# My Rbp Journal



## ScarsandCars (Jul 17, 2011)

Okay, Here we go!

Now, Im nowhere near an experienced piranha keeper. I have had small groups and couples of piranhas in the past though. This thread will be my journal and place to ask for help and get advice in giving this shoal the best conditions and life I can provide. So, If im making n00b mistakes, feel free to help me learn! Enough about my quest for knowledge, youre here for the fish pics! Click the pics to enlarge.

Cute little guys (a month ago)


Just waking up from their trip from aquascape.


Video of them eating frozen bloodworms. 22JUL11












These little guys are so bold! They eat in front of us, they swim right up to the glass when we watch them. I've been making a point to do this before I feed them.
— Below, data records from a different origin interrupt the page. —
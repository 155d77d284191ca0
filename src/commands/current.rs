//! Current command implementation
//!
//! Resolves which page a location path refers to.

use crate::commands::{CommandContext, Execute};
use crate::error::Result;
use crate::types::CommandResponse;
use serde_json::json;

pub struct CurrentCommand {
    pub path: String,
}

impl CurrentCommand {
    pub fn new(path: String) -> Self {
        Self { path }
    }
}

impl Execute for CurrentCommand {
    fn execute(&self, ctx: &CommandContext) -> Result<CommandResponse> {
        let page = ctx.header.page_at(&self.path);
        let registered = ctx.header.registry().contains(&page);

        Ok(CommandResponse::ok(
            json!({
                "page": page,
                "registered": registered,
                "title": ctx.header.registry().title_or_key(&page),
            }),
            page.clone(),
        ))
    }
}
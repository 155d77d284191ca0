//! Shared type definitions
//!
//! Page metadata, navigation results and the response envelope the CLI
//! prints in JSON mode.

use serde::{Deserialize, Serialize};

use crate::error::CliError;
use std::convert::Infallible;
use std::str::FromStr;

// =============================================================================
// Page Types
// =============================================================================

/// Short identifier naming a logical page, e.g. `cart`
///
/// Any string is a valid key; keys missing from the registry are shown
/// literally.
pub type PageKey = String;

/// Registry record for a single page
#[derive(Debug, Clone, PartialEq, Eq, Serialize, Deserialize)]
pub struct PageInfo {
    /// Relative link target
    pub path: String,
    /// Display title
    pub title: String,
}

/// A registry entry as it appears in site definition files and listings
#[derive(Debug, Clone, PartialEq, Eq, Serialize, Deserialize)]
pub struct PageEntry {
    pub key: PageKey,
    pub path: String,
    pub title: String,
}

/// Adjacent pages in the order sequence
#[derive(Debug, Clone, Default, PartialEq, Eq, Serialize, Deserialize)]
pub struct Neighbors {
    pub previous: Option<PageKey>,
    pub next: Option<PageKey>,
}

// =============================================================================
// Event Types
// =============================================================================

/// Key carried by a key-down event
#[derive(Debug, Clone, PartialEq, Eq)]
pub enum Key {
    ArrowLeft,
    ArrowRight,
    Other(String),
}

impl Key {
    pub fn as_str(&self) -> &str {
        match self {
            Key::ArrowLeft => "ArrowLeft",
            Key::ArrowRight => "ArrowRight",
            Key::Other(name) => name,
        }
    }
}

impl FromStr for Key {
    type Err = Infallible;

    /// Parse a DOM `KeyboardEvent.key` value. Unknown names are kept as-is.
    fn from_str(s: &str) -> Result<Self, Self::Err> {
        Ok(match s {
            "ArrowLeft" => Key::ArrowLeft,
            "ArrowRight" => Key::ArrowRight,
            other => Key::Other(other.to_string()),
        })
    }
}

/// Result of dispatching an event to the header's listeners
#[derive(Debug, Clone, Default, PartialEq, Eq, Serialize, Deserialize)]
pub struct EventOutcome {
    /// Whether a listener suppressed the browser's default action
    pub default_prevented: bool,
    /// Location assigned by a listener, if any
    pub navigated_to: Option<String>,
}

impl EventOutcome {
    pub fn navigated(href: impl Into<String>) -> Self {
        Self {
            default_prevented: true,
            navigated_to: Some(href.into()),
        }
    }

    /// Fold another listener's outcome into this one
    pub fn merge(&mut self, other: EventOutcome) {
        self.default_prevented |= other.default_prevented;
        if other.navigated_to.is_some() {
            self.navigated_to = other.navigated_to;
        }
    }
}

// =============================================================================
// Response Types
// =============================================================================

/// Result of a CLI command
#[derive(Debug, Clone, Serialize, Deserialize)]
pub struct CommandResponse {
    pub success: bool,
    #[serde(skip_serializing_if = "Option::is_none")]
    pub data: Option<serde_json::Value>,
    #[serde(skip_serializing_if = "Option::is_none")]
    pub error: Option<String>,
    /// Plain-text rendering for human output
    #[serde(skip)]
    pub text: Option<String>,
}

impl CommandResponse {
    pub fn ok(data: serde_json::Value, text: impl Into<String>) -> Self {
        Self {
            success: true,
            data: Some(data),
            error: None,
            text: Some(text.into()),
        }
    }

    pub fn failure(error: &CliError) -> Self {
        Self {
            success: false,
            data: None,
            error: Some(error.to_string()),
            text: None,
        }
    }
}

/// Data returned from the pages command
#[derive(Debug, Clone, Serialize, Deserialize)]
pub struct PageListData {
    pub site_title: String,
    pub home_path: String,
    pub pages: Vec<PageEntry>,
    pub order: Vec<PageKey>,
}

/// Data returned from the neighbors command
#[derive(Debug, Clone, Serialize, Deserialize)]
pub struct NeighborsData {
    pub current: PageKey,
    pub previous: Option<PageKey>,
    pub next: Option<PageKey>,
}

// =============================================================================
// Tests
// =============================================================================
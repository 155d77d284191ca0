use crate::commands::{CommandContext, Execute};
use crate::error::Result;
use crate::types::CommandResponse;
use serde_json::json;

pub struct RenderCommand {
    pub path: String,
}

impl RenderCommand {
    pub fn new(path: String) -> Self {
        Self { path }
    }
}

impl Execute for RenderCommand {
    fn execute(&self, ctx: &CommandContext) -> Result<CommandResponse> {
        let current = ctx.header.page_at(&self.path);
        let html = ctx.header.render(&current);

        Ok(CommandResponse::ok(
            json!({ "page": current, "html": html }),
            html,
        ))
    }
}
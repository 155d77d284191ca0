//! In-memory document host
//!
//! A loaded HTML page with a location, driven by explicit event dispatch.
//! Used by the CLI to inject the header into static files, and by tests to
//! exercise the header's event wiring.

use std::mem;

use crate::error::{CliError, Result};
use crate::host::{EventHost, Host, KeyDownListener, ReadyListener};
use crate::types::{EventOutcome, Key};

/// An HTML document plus its location
pub struct StaticDocument {
    html: String,
    pathname: String,
    assigned_location: Option<String>,
    ready_fired: bool,
    ready_listeners: Vec<ReadyListener>,
    key_down_listeners: Vec<KeyDownListener>,
}

impl StaticDocument {
    pub fn new(html: impl Into<String>, pathname: impl Into<String>) -> Self {
        Self {
            html: html.into(),
            pathname: pathname.into(),
            assigned_location: None,
            ready_fired: false,
            ready_listeners: Vec::new(),
            key_down_listeners: Vec::new(),
        }
    }

    pub fn html(&self) -> &str {
        &self.html
    }

    pub fn into_html(self) -> String {
        self.html
    }

    /// Location assigned by navigation, if any
    pub fn assigned_location(&self) -> Option<&str> {
        self.assigned_location.as_deref()
    }

    /// Whether navigation has unloaded this document
    pub fn is_unloaded(&self) -> bool {
        self.assigned_location.is_some()
    }

    /// Signal that loading finished, running ready listeners once
    ///
    /// Later calls do nothing.
    pub fn fire_ready(&mut self) -> Result<()> {
        if self.ready_fired {
            return Ok(());
        }
        self.ready_fired = true;

        for listener in mem::take(&mut self.ready_listeners) {
            listener(self)?;
        }
        Ok(())
    }

    /// Dispatch a key-down event to every key listener
    ///
    /// Once a listener has navigated away the document is unloaded and
    /// further events are dropped.
    pub fn fire_key_down(&mut self, key: &Key) -> EventOutcome {
        let mut outcome = EventOutcome::default();
        if self.is_unloaded() {
            return outcome;
        }

        let mut listeners = mem::take(&mut self.key_down_listeners);
        for listener in listeners.iter_mut() {
            outcome.merge(listener(self, key));
            if self.is_unloaded() {
                break;
            }
        }
        // keep any listeners subscribed during dispatch
        listeners.append(&mut self.key_down_listeners);
        self.key_down_listeners = listeners;

        tracing::debug!(
            key = key.as_str(),
            prevented = outcome.default_prevented,
            "dispatched key-down"
        );
        outcome
    }
}

impl Host for StaticDocument {
    fn pathname(&self) -> String {
        self.pathname.clone()
    }

    fn assign_location(&mut self, href: &str) {
        self.assigned_location = Some(href.to_string());
    }

    fn insert_at_body_start(&mut self, html: &str) -> Result<()> {
        let index = body_content_start(&self.html).ok_or_else(|| {
            CliError::InvalidDocument("document has no <body> element".to_string())
        })?;
        self.html.insert_str(index, html);
        Ok(())
    }
}

impl EventHost for StaticDocument {
    fn on_ready(&mut self, listener: ReadyListener) {
        self.ready_listeners.push(listener);
    }

    fn on_key_down(&mut self, listener: KeyDownListener) {
        self.key_down_listeners.push(listener);
    }
}

/// Elements whose content is raw text and cannot contain tags
const RAW_TEXT_ELEMENTS: [&str; 4] = ["script", "style", "textarea", "title"];

/// Byte offset just past the opening `<body ...>` tag
///
/// Comments and raw-text elements are skipped, so a `<body>` mentioned inside
/// them is never taken for the real one.
fn body_content_start(html: &str) -> Option<usize> {
    // ASCII lowercasing keeps byte offsets aligned with the original
    let lower = html.to_ascii_lowercase();
    let mut pos = 0;

    while let Some(found) = lower[pos..].find('<') {
        let start = pos + found;

        if lower[start..].starts_with("<!--") {
            let close = lower[start + 4..].find("-->")?;
            pos = start + 4 + close + 3;
            continue;
        }

        let name_start = start + 1;
        let name_len = lower[name_start..]
            .bytes()
            .take_while(|b| b.is_ascii_alphanumeric())
            .count();
        if name_len == 0 {
            // closing tag, doctype or a bare '<' in text
            pos = name_start;
            continue;
        }

        let name = &lower[name_start..name_start + name_len];
        let content_start = tag_end(&lower, name_start + name_len)?;
        if name == "body" {
            return Some(content_start);
        }

        if RAW_TEXT_ELEMENTS.contains(&name) {
            let closing = format!("</{}", name);
            let close = lower[content_start..].find(&closing)?;
            pos = content_start + close + closing.len();
        } else {
            pos = content_start;
        }
    }
    None
}

/// Offset just past the `>` closing a start tag, ignoring quoted values
fn tag_end(lower: &str, from: usize) -> Option<usize> {
    let mut quote = None;
    for (offset, byte) in lower.as_bytes()[from..].iter().enumerate() {
        match (quote, byte) {
            (Some(q), b) if *b == q => quote = None,
            (Some(_), _) => {}
            (None, b'"' | b'\'') => quote = Some(*byte),
            (None, b'>') => return Some(from + offset + 1),
            (None, _) => {}
        }
    }
    None
}

// =============================================================================
// Tests
// =============================================================================
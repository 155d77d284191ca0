//! CLI argument parsing using clap
//!
//! Defines all commands and their arguments.

use std::path::PathBuf;

use crate::output::OutputFormat;
use clap::{Args, Parser, Subcommand};

/// Site Header - shared header and prev/next navigation for a static site
#[derive(Debug, Parser)]
#[command(name = "site-header")]
#[command(
    author,
    version,
    about = "Site Header - shared header and prev/next navigation for a static site",
    long_about = None,
    after_help = "QUICK START:\n  site-header pages\n  site-header current /shop/cart/index.html\n  site-header render /shop/menu/index.html\n  site-header key /shop/menu/index.html ArrowRight\n  site-header inject menu/index.html --path /shop/menu/index.html --in-place\n\nOUTPUT FORMATS:\n  - human (default)  Plain text output for humans\n  - json             JSON envelope for scripting\n  - quiet            No output except for errors\n\nENVIRONMENT VARIABLES:\n  SITE_HEADER_PAGES             JSON site definition to use instead of the built-in pages\n  SITE_HEADER_DEFAULT_DOCUMENT  Directory index name (default: index.html)\n  RUST_LOG                      Log filter, e.g. site_header=debug"
)]
pub struct Cli {
    /// Site definition file (overrides SITE_HEADER_PAGES env var)
    #[arg(long, global = true)]
    pub pages: Option<PathBuf>,

    /// Output format: human (plain text), json (JSON envelope), quiet (errors only)
    #[arg(short, long, global = true, value_enum, default_value = "human")]
    pub output: OutputFormat,

    /// Enable debug logging on stderr
    #[arg(short, long, global = true)]
    pub verbose: bool,

    #[command(subcommand)]
    pub command: Commands,
}

#[derive(Debug, Subcommand)]
pub enum Commands {
    /// List the registered pages and their order
    #[command(
        about = "List the registered pages and their order",
        long_about = "List the registered pages in registry order, followed by the prev/next order.\n\nEXAMPLES:\n  site-header pages\n  site-header pages -o json"
    )]
    Pages,

    /// Resolve the page key for a location path
    #[command(
        about = "Resolve the page key for a location path",
        long_about = "Resolve the page key for a location path.\n\nUSAGE:\n  site-header current <PATH>\n\nEXAMPLES:\n  site-header current /shop/cart/index.html\n  site-header current /"
    )]
    Current(LocationArgs),

    /// Show the previous and next pages for a location path
    #[command(
        about = "Show the previous and next pages for a location path",
        long_about = "Show the previous and next pages for a location path.\n\nEXAMPLES:\n  site-header neighbors /shop/menu/index.html"
    )]
    Neighbors(LocationArgs),

    /// Render the header markup for a location path
    #[command(
        about = "Render the header markup for a location path",
        long_about = "Render the header markup for a location path.\n\nEXAMPLES:\n  site-header render /shop/menu/index.html"
    )]
    Render(LocationArgs),

    /// Show where navigating to a page leads
    #[command(
        about = "Show where navigating to a page leads",
        long_about = "Show where navigating to a page leads. Unregistered pages produce no navigation.\n\nUSAGE:\n  site-header navigate <PAGE>\n\nEXAMPLES:\n  site-header navigate cart\n  site-header navigate home"
    )]
    Navigate(NavigateArgs),

    /// Simulate a key press on a page
    #[command(
        about = "Simulate a key press on a page",
        long_about = "Simulate a key-down event at a location.\n\nUSAGE:\n  site-header key <PATH> <KEY>\n\nARGUMENTS:\n  <PATH>  Location path of the page\n  <KEY>   Key name: ArrowLeft, ArrowRight, or any other key\n\nEXAMPLES:\n  site-header key /shop/menu/index.html ArrowLeft"
    )]
    Key(KeyArgs),

    /// Insert the header into an HTML file
    #[command(
        about = "Insert the header into an HTML file",
        long_about = "Load an HTML file as a document and insert the header as the first child of <body>.\n\nThe page is resolved from --path, or from the file path when --path is omitted.\n\nEXAMPLES:\n  site-header inject cart/index.html\n  site-header inject out.html --path /shop/cart/index.html --in-place"
    )]
    Inject(InjectArgs),
}

#[derive(Debug, Args)]
pub struct LocationArgs {
    /// Location path, e.g. /shop/cart/index.html
    pub path: String,
}

#[derive(Debug, Args)]
pub struct NavigateArgs {
    /// Page key to navigate to
    pub page: String,
}

#[derive(Debug, Args)]
pub struct KeyArgs {
    /// Location path of the page
    pub path: String,

    /// Key name: ArrowLeft, ArrowRight, or any other key
    pub key: String,
}

#[derive(Debug, Args)]
pub struct InjectArgs {
    /// HTML file to load
    pub file: PathBuf,

    /// Location path of the document (defaults to the file path)
    #[arg(short, long)]
    pub path: Option<String>,

    /// Write the result back to the file instead of stdout
    #[arg(short, long)]
    pub in_place: bool,
}

// =============================================================================
// Parse Functions
// =============================================================================

/// Parse command line arguments
pub fn parse() -> Cli {
    Cli::parse()
}

/// Parse command line arguments from iterator (for testing)
pub fn parse_from<I, T>(iter: I) -> Cli
where
    I: IntoIterator<Item = T>,
    T: Into<std::ffi::OsString> + Clone,
{
    Cli::parse_from(iter)
}

// =============================================================================
// Tests
// =============================================================================
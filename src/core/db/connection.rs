/// Connection Management Module
///
/// This module owns the lifecycle of a single database handle: opening (and
/// creating) the file, applying configured pragmas, running a write inside one
/// transaction, and closing. A handle is never shared; whoever opens it closes
/// it, and dropping it closes it on every exit path.

use crate::config::SqliteConfig;
use crate::core::{ExecError, Result};
use rusqlite::{Connection, Transaction};
use std::path::Path;
use tracing::{debug, warn};

/// An open connection to one file-backed database.
#[derive(Debug)]
pub struct DatabaseHandle {
    /// Active connection (None once closed)
    connection: Option<Connection>,
    /// Path the handle was opened with
    path: String,
}

impl DatabaseHandle {
    /// Opens the database at `path`, creating the file if it does not exist.
    ///
    /// The file header is read immediately so that a corrupt file or a file that
    /// is not a database fails here with `ExecError::Connection` instead of at
    /// the first statement. An invalid `config` fails with `ExecError::Config`
    /// before the file is touched.
    ///
    /// # Examples
    ///
    /// ```no_run
    /// use sqlite_exec::{DatabaseHandle, SqliteConfig};
    ///
    /// let mut handle = DatabaseHandle::open("example.db", &SqliteConfig::default())?;
    /// handle.close();
    /// # Ok::<(), sqlite_exec::ExecError>(())
    /// ```
    pub fn open<P: AsRef<Path>>(path: P, config: &SqliteConfig) -> Result<Self> {
        config.validate()?;

        let path = path.as_ref();
        let path_str = path.display().to_string();

        let conn = Connection::open(path).map_err(|e| ExecError::connection(&path_str, e))?;
        configure(&conn, config).map_err(|e| with_path(e, &path_str))?;

        conn.query_row("PRAGMA schema_version", [], |row| row.get::<_, i64>(0))
            .map_err(|e| with_path(ExecError::from(e), &path_str))?;

        debug!("Opened database {}", path_str);
        Ok(DatabaseHandle {
            connection: Some(conn),
            path: path_str,
        })
    }

    /// Path the handle was opened with.
    pub fn path(&self) -> &str {
        &self.path
    }

    /// Checks whether the handle still holds a live connection.
    pub fn is_open(&self) -> bool {
        self.connection.is_some()
    }

    /// Borrows the live connection.
    ///
    /// # Errors
    ///
    /// Returns `ExecError::Closed` after [`DatabaseHandle::close`].
    pub fn connection(&self) -> Result<&Connection> {
        self.connection.as_ref().ok_or(ExecError::Closed)
    }

    /// Runs `f` inside one transaction and commits it.
    ///
    /// If `f` or the commit fails, the transaction is dropped uncommitted and
    /// rolled back, so the statement either fully applies or not at all.
    pub fn transaction<T, F>(&mut self, f: F) -> Result<T>
    where
        F: FnOnce(&Transaction<'_>) -> Result<T>,
    {
        let conn = self.connection.as_mut().ok_or(ExecError::Closed)?;
        let tx = conn.transaction()?;
        let value = f(&tx)?;
        tx.commit()?;
        Ok(value)
    }

    /// Releases the connection. Calling it on a closed handle is a no-op, and it
    /// never fails: an engine error on close is logged and the connection dropped.
    pub fn close(&mut self) {
        if let Some(conn) = self.connection.take() {
            match conn.close() {
                Ok(()) => debug!("Closed database {}", self.path),
                Err((conn, e)) => {
                    warn!("Failed to close database {} cleanly: {}", self.path, e);
                    drop(conn);
                }
            }
        }
    }
}

impl Drop for DatabaseHandle {
    fn drop(&mut self) {
        self.close();
    }
}

/// Applies the configured pragmas to a freshly opened connection.
///
/// Foreign keys are always set explicitly: the bundled engine is compiled with
/// them on, while an unset `foreign_keys` means off.
fn configure(conn: &Connection, config: &SqliteConfig) -> Result<()> {
    // Set first so that the header probe and pragmas below honour it.
    if let Some(timeout) = config.busy_timeout() {
        conn.busy_timeout(timeout)?;
    }

    conn.pragma_update(None, "foreign_keys", config.foreign_keys.unwrap_or(false))?;

    if let Some(mode) = &config.journal_mode {
        let applied: String =
            conn.pragma_update_and_check(None, "journal_mode", mode, |row| row.get(0))?;
        debug!("journal_mode set to {}", applied);
    }

    Ok(())
}

/// Attaches the path to connection-class errors raised after the file opened.
fn with_path(err: ExecError, path: &str) -> ExecError {
    match err {
        ExecError::Connection { source, .. } => ExecError::connection(path, source),
        other => other,
    }
}

/// Opens a handle with the default configuration.
pub fn open<P: AsRef<Path>>(path: P) -> Result<DatabaseHandle> {
    DatabaseHandle::open(path, &SqliteConfig::default())
}

/// Closes a handle; a no-op if it is already closed.
pub fn close(handle: &mut DatabaseHandle) {
    handle.close();
}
I guess its a little Pavlovian conditioning










They are being housed in a 55 gallon tank with a 
Cascade 700 PennPlax Canister filter
Temp is set at 76 (alittle lower to try and keep violence down)
A powerhead for current (again for violence)
Ammonia staying steady at <.02
The water from my tap comes out with a pH of about 8.0 (I use pH down to get it to about 7.2 but they seem very content and unstressed about the pH)
Their diet consists of Frozen bloodworms, frozen beef heart, frozen brine shrimp, fish flakes, Hikari Cichlid Gold Pellets, and the occasional bit of chicken of night crawlers. The rosies and white clouds in the tank with them are rarely eaten (their fins are another story). I try to keep them on a varied and well balanced diet. I dont want them to get too used to eating live fish.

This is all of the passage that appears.